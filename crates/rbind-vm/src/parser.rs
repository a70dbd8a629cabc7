//! Recursive-descent parser for the interpreter's Ruby subset.
//!
//! Local variables are resolved at parse time: an identifier is a local read
//! only if an assignment to it (or a parameter of the same name) was seen
//! earlier in the same scope. `def` and `class` bodies open fresh scopes. The
//! top-level scope is seeded from the compile context so locals persist across
//! separate loads.

use std::rc::Rc;

use rustc_hash::FxHashSet;

use crate::ast::{DStrPart, Node, Rescue, ScriptMethod};
use crate::error::VmError;
use crate::lexer::{Keyword, StrPart, Token, TokenKind, tokenize};
use crate::stack::ensure_sufficient_stack;
use crate::symbol::{Sym, SymbolTable};

type Result<T> = std::result::Result<T, VmError>;

/// Deepest expression nesting accepted before the source is rejected.
pub(crate) const MAX_NESTING: usize = 128;

/// A parsed compilation unit.
#[derive(Debug)]
pub struct Program {
    pub body: Vec<Node>,
    /// Every local declared at the top level, including seeded ones.
    pub locals: Vec<Sym>,
}

/// Parse `source` into a program, treating `locals` as already declared.
pub fn parse(
    source: &str,
    first_line: u32,
    symbols: &mut SymbolTable,
    locals: impl IntoIterator<Item = Sym>,
) -> Result<Program> {
    let tokens = tokenize(source, first_line)?;
    let mut parser = Parser {
        tokens,
        pos: 0,
        symbols,
        scopes: vec![locals.into_iter().collect()],
        depth: 0,
    };
    let body = parser.parse_stmts(|k| matches!(k, TokenKind::Eof))?;
    parser.expect(&TokenKind::Eof, "end-of-input")?;
    let locals = parser
        .scopes
        .pop()
        .map(|scope| scope.into_iter().collect())
        .unwrap_or_default();
    Ok(Program { body, locals })
}

struct Parser<'a> {
    tokens: Vec<Token>,
    pos: usize,
    symbols: &'a mut SymbolTable,
    scopes: Vec<FxHashSet<Sym>>,
    depth: usize,
}
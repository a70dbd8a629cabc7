//! Host-side error types.
//!
//! Interpreter failures stay in the interpreter's exception slot; a
//! [`ScriptError`] is only produced when the host asks for one through
//! [`Session::take_error`](crate::Session::take_error) or
//! [`Session::check`](crate::Session::check).

use thiserror::Error;

/// Snapshot of a raised interpreter exception.
#[derive(Debug, Clone, PartialEq, Eq, Error)]
#[error("{message} ({class_name})")]
pub struct ScriptError {
    /// Class of the exception, e.g. `TypeError`.
    pub class_name: String,
    pub message: String,
    /// Source line the exception was raised on, when known.
    pub line: Option<u32>,
}

/// Errors from installing or looking up host class bindings.
#[derive(Debug, Clone, PartialEq, Eq, Error)]
pub enum RegistrationError {
    /// The host type already has a binding in this session.
    #[error("host type already registered as class '{name}'")]
    AlreadyRegistered { name: String },

    /// No binding was installed for the host type.
    #[error("host type '{type_name}' has no installed class binding")]
    NotRegistered { type_name: &'static str },
}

To do >> Return every line of the material word for word.

Solution to the problem >>
filename crates/rbind-vm/src/parser.rs
repository a70dbd8a629cabc7
//! Recursive-descent parser for the interpreter's Ruby subset.
//!
//! Local variables are resolved at parse time: an identifier is a local read
//! only if an assignment to it (or a parameter of the same name) was seen
//! earlier in the same scope. `def` and `class` bodies open fresh scopes. The
//! top-level scope is seeded from the compile context so locals persist across
//! separate loads.

use std::rc::Rc;

use rustc_hash::FxHashSet;

use crate::ast::{DStrPart, Node, Rescue, ScriptMethod};
use crate::error::VmError;
use crate::lexer::{Keyword, StrPart, Token, TokenKind, tokenize};
use crate::stack::ensure_sufficient_stack;
use crate::symbol::{Sym, SymbolTable};

type Result<T> = std::result::Result<T, VmError>;

/// Deepest expression nesting accepted before the source is rejected.
pub(crate) const MAX_NESTING: usize = 128;

/// A parsed compilation unit.
#[derive(Debug)]
pub struct Program {
    pub body: Vec<Node>,
    /// Every local declared at the top level, including seeded ones.
    pub locals: Vec<Sym>,
}

/// Parse `source` into a program, treating `locals` as already declared.
pub fn parse(
    source: &str,
    first_line: u32,
    symbols: &mut SymbolTable,
    locals: impl IntoIterator<Item = Sym>,
) -> Result<Program> {
    let tokens = tokenize(source, first_line)?;
    let mut parser = Parser {
        tokens,
        pos: 0,
        symbols,
        scopes: vec![locals.into_iter().collect()],
        depth: 0,
    };
    let body = parser.parse_stmts(|k| matches!(k, TokenKind::Eof))?;
    parser.expect(&TokenKind::Eof, "end-of-input")?;
    let locals = parser
        .scopes
        .pop()
        .map(|scope| scope.into_iter().collect())
        .unwrap_or_default();
    Ok(Program { body, locals })
}

struct Parser<'a> {
    tokens: Vec<Token>,
    pos: usize,
    symbols: &'a mut SymbolTable,
    scopes: Vec<FxHashSet<Sym>>,
    depth: usize,
}
repository a70dbd8a629cabc7
//! Host-side error types.
//!
//! Interpreter failures stay in the interpreter's exception slot; a
//! [`ScriptError`] is only produced when the host asks for one through
//! [`Session::take_error`](crate::Session::take_error) or
//! [`Session::check`](crate::Session::check).

use thiserror::Error;

/// Snapshot of a raised interpreter exception.
#[derive(Debug, Clone, PartialEq, Eq, Error)]
#[error("{message} ({class_name})")]
pub struct ScriptError {
    /// Class of the exception, e.g. `TypeError`.
    pub class_name: String,
    pub message: String,
    /// Source line the exception was raised on, when known.
    pub line: Option<u32>,
}

/// Errors from installing or looking up host class bindings.
#[derive(Debug, Clone, PartialEq, Eq, Error)]
pub enum RegistrationError {
    /// The host type already has a binding in this session.
    #[error("host type already registered as class '{name}'")]
    AlreadyRegistered { name: String },

    /// No binding was installed for the host type.
    #[error("host type '{type_name}' has no installed class binding")]
    NotRegistered { type_name: &'static str },
}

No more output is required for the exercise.